Have a look at a quasi-randomly selected SRR5405746 from NICU NEC, compared to SRR5405716 which I selected because it has see lots of independently reported Purpureocillium lilacinum:
# random file from NICUNEC
grep -v @ /project/eupathdblab/workflows/MicrobiomeDB/5/data/otuDADA2_NICUNEC_RSRC/Eukdetect_NICUNEC/work/9c/af3f78d2c115c7113190db74b222bd/alignmentsSingle.sam | cut -f 6 | sort | uniq -c | sort -nr | head
882 20M
327 21M
98 22M
36 23M
7 24M
3 29M
3 25M
1 5M1I25M
1 4M3I23M
1 4M1I36M
# file from NICUNEC where lots of P. lilacinum was reported
[wbazant@node155 NICUNEC]$ grep -v @ /project/eupathdblab/workflows/MicrobiomeDB/5/data/otuDADA2_NICUNEC_RSRC/Eukdetect_NICUNEC/work/cf/d6105c5a2cb3924b39fcafc00e4837/alignmentsSingle.sam | cut -f 6 | sort | uniq -c | sort -nr | head
1930 150M
137 20M
64 21M
24 22M
22 125M21I4M
12 44M6D106M
11 23M
10 4M12I134M
9 84M6I60M
9 7M1D143M
Just to demonstrate, add "grep lilacinum" and look at that part of the signal in the alignment:
[wbazant@node155 NICUNEC]$ grep -v @ /project/eupathdblab/workflows/MicrobiomeDB/5/data/otuDADA2_NICUNEC_RSRC/Eukdetect_NICUNEC/work/9c/af3f78d2c115c7113190db74b222bd/alignmentsSingle.sam | grep lilacinum | cut -f 6 | sort | uniq -c | sort -nr | head
2 20M
1 23M
[wbazant@node155 NICUNEC]$ grep -v @ /project/eupathdblab/workflows/MicrobiomeDB/5/data/otuDADA2_NICUNEC_RSRC/Eukdetect_NICUNEC/work/9c/af3f78d2c115c7113190db74b222bd/alignmentsSingle.sam | grep lilacinum | cut -f 6 | sort | uniq -c | sort -nr | head
[wbazant@node155 NICUNEC]$ grep -v @ /project/eupathdblab/workflows/MicrobiomeDB/5/data/otuDADA2_NICUNEC_RSRC/Eukdetect_NICUNEC/work/cf/d6105c5a2cb3924b39fcafc00e4837/alignmentsSingle.sam | grep lilacinum | cut -f 6 | sort | uniq -c | sort -nr | head
1805 150M
22 125M21I4M
10 4M12I134M
9 84M6I60M
9 7M1D143M
8 137M9I4M
7 133M13I4M
6 139M7I4M
5 5M5I140M
5 4M4I142M
"20M" is twenty matched bases, and I guess it's not long enough.

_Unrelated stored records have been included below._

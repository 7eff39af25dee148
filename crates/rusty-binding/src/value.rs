// File: src/value.rs
// Purpose: Values carried by errors (rejected input and message arguments)

use serde::Serialize;
use std::fmt;

use crate::model::Resolvable;

/// A rejected value or message argument.
///
/// `Message` arguments are resolved against the message source at render
/// time, which is how field labels end up inside constraint messages.
#[derive(Debug, Clone, PartialEq, Serialize)]
#[serde(untagged)]
pub enum Value {
    Null,
    Bool(bool),
    Int(i64),
    Text(String),
    Message(Resolvable),
}

impl Value {
    pub fn is_null(&self) -> bool {
        matches!(self, Value::Null)
    }

    pub fn as_int(&self) -> Option<i64> {
        match self {
            Value::Int(n) => Some(*n),
            _ => None,
        }
    }

    pub fn as_text(&self) -> Option<&str> {
        match self {
            Value::Text(s) => Some(s),
            _ => None,
        }
    }
}

/// Plain rendering used when a value is written back into a form input.
impl fmt::Display for Value {
    fn fmt(&self, f: &mut fmt::Formatter<'_>) -> fmt::Result {
        match self {
            Value::Null => Ok(()),
            Value::Bool(b) => write!(f, "{}", b),
            Value::Int(n) => write!(f, "{}", n),
            Value::Text(s) => f.write_str(s),
            Value::Message(resolvable) => match &resolvable.default_message {
                Some(message) => f.write_str(message),
                None => f.write_str(resolvable.codes.last().map(String::as_str).unwrap_or("")),
            },
        }
    }
}

impl From<bool> for Value {
    fn from(b: bool) -> Self {
        Value::Bool(b)
    }
}

impl From<i32> for Value {
    fn from(n: i32) -> Self {
        Value::Int(n as i64)
    }
}

impl From<i64> for Value {
    fn from(n: i64) -> Self {
        Value::Int(n)
    }
}

impl From<String> for Value {
    fn from(s: String) -> Self {
        Value::Text(s)
    }
}

impl From<&str> for Value {
    fn from(s: &str) -> Self {
        Value::Text(s.to_string())
    }
}

impl From<Resolvable> for Value {
    fn from(r: Resolvable) -> Self {
        Value::Message(r)
    }
}

impl<T: Into<Value>> From<Option<T>> for Value {
    fn from(opt: Option<T>) -> Self {
        opt.map(Into::into).unwrap_or(Value::Null)
    }
}

#[cfg(test)]
mod tests {
    use super::*;

    #[test]
    fn test_display_for_redisplay() {
        assert_eq!(Value::Int(10000).to_string(), "10000");
        assert_eq!(Value::from("qqq").to_string(), "qqq");
        assert_eq!(Value::Null.to_string(), "");
    }

    #[test]
    fn test_from_option() {
        assert_eq!(Value::from(Some(500)), Value::Int(500));
        assert_eq!(Value::from(None::<i32>), Value::Null);
        assert_eq!(Value::from(Some("a".to_string())), Value::Text("a".to_string()));
    }

    #[test]
    fn test_serializes_untagged() {
        assert_eq!(serde_json::to_value(Value::Int(3)).unwrap(), serde_json::json!(3));
        assert_eq!(serde_json::to_value(Value::Null).unwrap(), serde_json::Value::Null);
    }
}
// File: src/api.rs
// Purpose: JSON variant of the add-item submission

use rusty_binding::{ErrorEntry, Error};
use serde::Serialize;

use crate::forms::ItemSaveForm;
use crate::service::ItemValidations;

/// Response body: the error list when rejected, the accepted form otherwise.
#[derive(Debug, Clone, PartialEq, Serialize)]
#[serde(untagged)]
pub enum ApiOutcome {
    Rejected(Vec<ErrorEntry>),
    Accepted(ItemSaveForm),
}

impl ApiOutcome {
    pub fn is_accepted(&self) -> bool {
        matches!(self, ApiOutcome::Accepted(_))
    }
}

/// Parse and validate a JSON add-item body.
///
/// A body that is not valid JSON for the form (including a number field
/// sent as text) is an error: validation never runs on it.
pub fn add_item_json(validations: &ItemValidations, body: &str) -> Result<ApiOutcome, Error> {
    tracing::info!("API add item request");
    let form: ItemSaveForm = serde_json::from_str(body)?;

    let errors = validations.save_form_orchestrator().run(&form, None);

    if errors.has_errors() {
        tracing::warn!("Validation errors - {}", errors);
        return Ok(ApiOutcome::Rejected(errors.into_errors()));
    }
    tracing::info!("Accepted {}", form);
    Ok(ApiOutcome::Accepted(form))
}

#[cfg(test)]
mod tests {
    use super::*;
    use crate::config::Config;
    use pretty_assertions::assert_eq;

    fn validations() -> ItemValidations {
        ItemValidations::from_config(&Config::default()).unwrap()
    }

    #[test]
    fn test_valid_body_is_echoed() {
        let outcome = add_item_json(
            &validations(),
            r#"{"itemName":"pen","price":10000,"quantity":10,"email":"a@b.com"}"#,
        )
        .unwrap();
        assert!(outcome.is_accepted());
        let json = serde_json::to_value(&outcome).unwrap();
        assert_eq!(json["itemName"], "pen");
        assert_eq!(json["price"], 10000);
    }

    #[test]
    fn test_invalid_body_returns_error_list() {
        let outcome = add_item_json(&validations(), r#"{"itemName":"pen","price":100,"quantity":1}"#).unwrap();
        let json = serde_json::to_value(&outcome).unwrap();

        let list = json.as_array().unwrap();
        assert_eq!(list.len(), 2);
        assert_eq!(list[0]["field"], "price");
        assert_eq!(list[0]["code"], "Range");
        assert_eq!(list[0]["rejectedValue"], 100);
        assert_eq!(list[1]["code"], "totalPrice");
        assert_eq!(list[1]["arguments"], serde_json::json!([10000, 100]));
    }

    #[test]
    fn test_unreadable_body_is_an_error() {
        let err = add_item_json(&validations(), r#"{"itemName":"pen","price":"qqq"}"#).unwrap_err();
        assert!(matches!(err, Error::Unreadable(_)));
        assert!(add_item_json(&validations(), "not json").is_err());
    }
}
// File: src/result.rs
// Purpose: Append-only error collector for one validation pass over one object

use std::fmt;

use crate::codes::MessageCodesResolver;
use crate::error::Error;
use crate::model::{ErrorEntry, FieldError, ObjectError};
use crate::target::Bindable;
use crate::value::Value;

#[derive(Debug, Clone, PartialEq)]
struct FieldSnapshot {
    name: &'static str,
    type_name: &'static str,
    value: Value,
}

/// Errors collected for one named object during one pass.
///
/// Errors are kept in insertion order and never removed: once a pass has
/// failed it stays failed. Messages are not rendered here; errors carry
/// only codes, arguments and a fallback.
#[derive(Debug, Clone)]
pub struct BindingResult {
    object_name: String,
    fields: Vec<FieldSnapshot>,
    errors: Vec<ErrorEntry>,
    codes_resolver: MessageCodesResolver,
}

impl BindingResult {
    /// Collector without a target; rejected values must be supplied by hand.
    pub fn new(object_name: impl Into<String>) -> Self {
        Self {
            object_name: object_name.into(),
            fields: Vec::new(),
            errors: Vec::new(),
            codes_resolver: MessageCodesResolver::default(),
        }
    }

    /// Collector that snapshots the target's fields, so `reject_value` can
    /// pick up the rejected value and field type itself.
    pub fn for_target<T: Bindable>(object_name: impl Into<String>, target: &T) -> Self {
        let fields = T::FIELDS
            .iter()
            .map(|spec| FieldSnapshot {
                name: spec.name,
                type_name: spec.kind.type_name(),
                value: target.field_value(spec.name).unwrap_or(Value::Null),
            })
            .collect();
        Self {
            fields,
            ..Self::new(object_name)
        }
    }

    pub fn with_codes_resolver(mut self, codes_resolver: MessageCodesResolver) -> Self {
        self.codes_resolver = codes_resolver;
        self
    }

    pub fn object_name(&self) -> &str {
        &self.object_name
    }

    pub fn codes_resolver(&self) -> &MessageCodesResolver {
        &self.codes_resolver
    }

    /// Append a prebuilt error. Its object name must match this result's.
    pub fn add_error(&mut self, error: impl Into<ErrorEntry>) -> Result<(), Error> {
        let error = error.into();
        if error.object_name() != self.object_name {
            return Err(Error::ObjectNameMismatch {
                expected: self.object_name.clone(),
                error: error.object_name().to_string(),
            });
        }
        self.errors.push(error);
        Ok(())
    }

    pub(crate) fn push(&mut self, error: ErrorEntry) {
        self.errors.push(error);
    }

    /// Object-level error under `code`.
    pub fn reject(&mut self, code: &str) {
        self.reject_with(code, Vec::new(), None);
    }

    pub fn reject_with(&mut self, code: &str, arguments: Vec<Value>, default_message: Option<&str>) {
        let codes = self.resolve_message_codes(code, None);
        self.errors.push(ErrorEntry::Object(ObjectError::coded(
            self.object_name.clone(),
            codes,
            arguments,
            default_message.map(str::to_string),
        )));
    }

    /// Field-level error under `code`, keeping the field's current value as
    /// the rejected value.
    pub fn reject_value(&mut self, field: &str, code: &str) {
        self.reject_value_with(field, code, Vec::new(), None);
    }

    pub fn reject_value_with(
        &mut self,
        field: &str,
        code: &str,
        arguments: Vec<Value>,
        default_message: Option<&str>,
    ) {
        if field.is_empty() {
            self.reject_with(code, arguments, default_message);
            return;
        }
        let codes = self.resolve_message_codes(code, Some(field));
        let rejected = self.field_value(field).unwrap_or(Value::Null);
        let mut error = FieldError::rejected(self.object_name.clone(), field, rejected)
            .with_codes(codes)
            .with_arguments(arguments);
        error.default_message = default_message.map(str::to_string);
        self.errors.push(ErrorEntry::Field(error));
    }

    /// Codes this result would record for `code` on `field` (or on the object).
    pub fn resolve_message_codes(&self, code: &str, field: Option<&str>) -> Vec<String> {
        match field {
            Some(field) if !field.is_empty() => self.codes_resolver.resolve_field_codes(
                code,
                &self.object_name,
                field,
                self.field_type(field),
            ),
            _ => self.codes_resolver.resolve_object_codes(code, &self.object_name),
        }
    }

    pub fn has_errors(&self) -> bool {
        !self.errors.is_empty()
    }

    pub fn error_count(&self) -> usize {
        self.errors.len()
    }

    /// Every error in the order it was recorded.
    pub fn all_errors(&self) -> &[ErrorEntry] {
        &self.errors
    }

    pub fn into_errors(self) -> Vec<ErrorEntry> {
        self.errors
    }

    pub fn global_errors(&self) -> Vec<&ObjectError> {
        self.errors.iter().filter_map(ErrorEntry::as_object).collect()
    }

    pub fn global_error(&self) -> Option<&ObjectError> {
        self.errors.iter().find_map(ErrorEntry::as_object)
    }

    pub fn has_global_errors(&self) -> bool {
        self.global_error().is_some()
    }

    pub fn field_errors(&self) -> Vec<&FieldError> {
        self.errors.iter().filter_map(ErrorEntry::as_field).collect()
    }

    pub fn field_errors_for(&self, field: &str) -> Vec<&FieldError> {
        self.errors
            .iter()
            .filter_map(ErrorEntry::as_field)
            .filter(|e| e.field == field)
            .collect()
    }

    pub fn field_error(&self, field: &str) -> Option<&FieldError> {
        self.errors
            .iter()
            .filter_map(ErrorEntry::as_field)
            .find(|e| e.field == field)
    }

    pub fn has_field_errors(&self, field: &str) -> bool {
        self.field_error(field).is_some()
    }

    /// Value to put back into the form for `field`.
    ///
    /// With an error on the field this is its rejected value (`None` when the
    /// error did not track one); otherwise the target's current value.
    pub fn field_value(&self, field: &str) -> Option<Value> {
        if let Some(error) = self.field_error(field) {
            return error.rejected_value.clone();
        }
        self.fields
            .iter()
            .find(|f| f.name == field)
            .map(|f| f.value.clone())
    }

    pub fn field_type(&self, field: &str) -> Option<&'static str> {
        self.fields
            .iter()
            .find(|f| f.name == field)
            .map(|f| f.type_name)
    }

    /// Snapshotted field names in declaration order.
    pub fn field_names(&self) -> impl Iterator<Item = &'static str> + '_ {
        self.fields.iter().map(|f| f.name)
    }
}

impl fmt::Display for BindingResult {
    fn fmt(&self, f: &mut fmt::Formatter<'_>) -> fmt::Result {
        write!(f, "BindingResult '{}': {} errors", self.object_name, self.errors.len())?;
        for error in &self.errors {
            write!(f, "\n{}", error)?;
        }
        Ok(())
    }
}
// File: src/report.rs
// Purpose: Plain-text rendering of a validation pass

use rusty_binding::{BindingResult, FormContext};

pub fn print(errors: &BindingResult, context: &FormContext) {
    if !errors.has_errors() {
        println!("OK: no errors");
        return;
    }

    println!("{}", errors);
    println!();

    println!("Messages:");
    for message in &context.global_errors {
        println!("  * {}", message);
    }
    for field in errors.field_names() {
        for message in context.get_errors(field) {
            println!("  {}: {}", field, message);
        }
    }

    println!();
    println!("Redisplay:");
    for field in errors.field_names() {
        let class = context.field_class(field, "input", "field-error");
        println!("  {} [{}] = {}", field, class, context.get_value(field).unwrap_or(""));
    }
}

I don't think that filtering on quality scores helps - the "20M" matches score all over:
grep -v @ /project/eupathdblab/workflows/MicrobiomeDB/5/data/otuDADA2_NICUNEC_RSRC/Eukdetect_NICUNEC/work/9c/af3f78d2c115c7113190db74b222bd/alignmentsSingle.sam | cut -f 5,6 | grep 20M | sort | uniq -c
80 0 20M
65 1 20M
14 2 20M
220 23 20M
191 24 20M
6 31 20M
3 32 20M
5 34 20M
248 40 20M
10 42 20M
24 6 20M
16 7 20M
"four reads and two markers" is the EukDetect rule for including a taxon.
I've found that the "four reads" part drops signal and doesn't help with noise, the rule effectively becomes "four markers or more" because usually a marker only gets one read.
I think two markers is a good cut-off, although sometimes it passes noise through.
In cases where there are bad taxa with matches on two markers or more, increasing the cut-off doesn't help. I had a go at modelling the matches to markers under the assumption that they happen randomly and picking a cut-off at a level where we no longer expect matches, mostly to discover that the noise pattern is more complicated than that. In datasets with a lot of noise like NICU NEC, even requiring twenty markers per taxon is not giving good enough results.
I think bad matches to markers are caused by bacteria in the sample aligning to bad marker sequences. A bit of a pattern emerges at a dataset level when the matches are not spread evenly over markers, for example, Stygamoeba regulata in DIABIMMUNE_WGS has matches over four markers, with multiplicity of 1, 1, 16, 47 - and the other 112 markers in the reference are not matched at all.
I've used a dataset level cutoff - keep a taxon if it's present in three or more samples - possibly quite successful!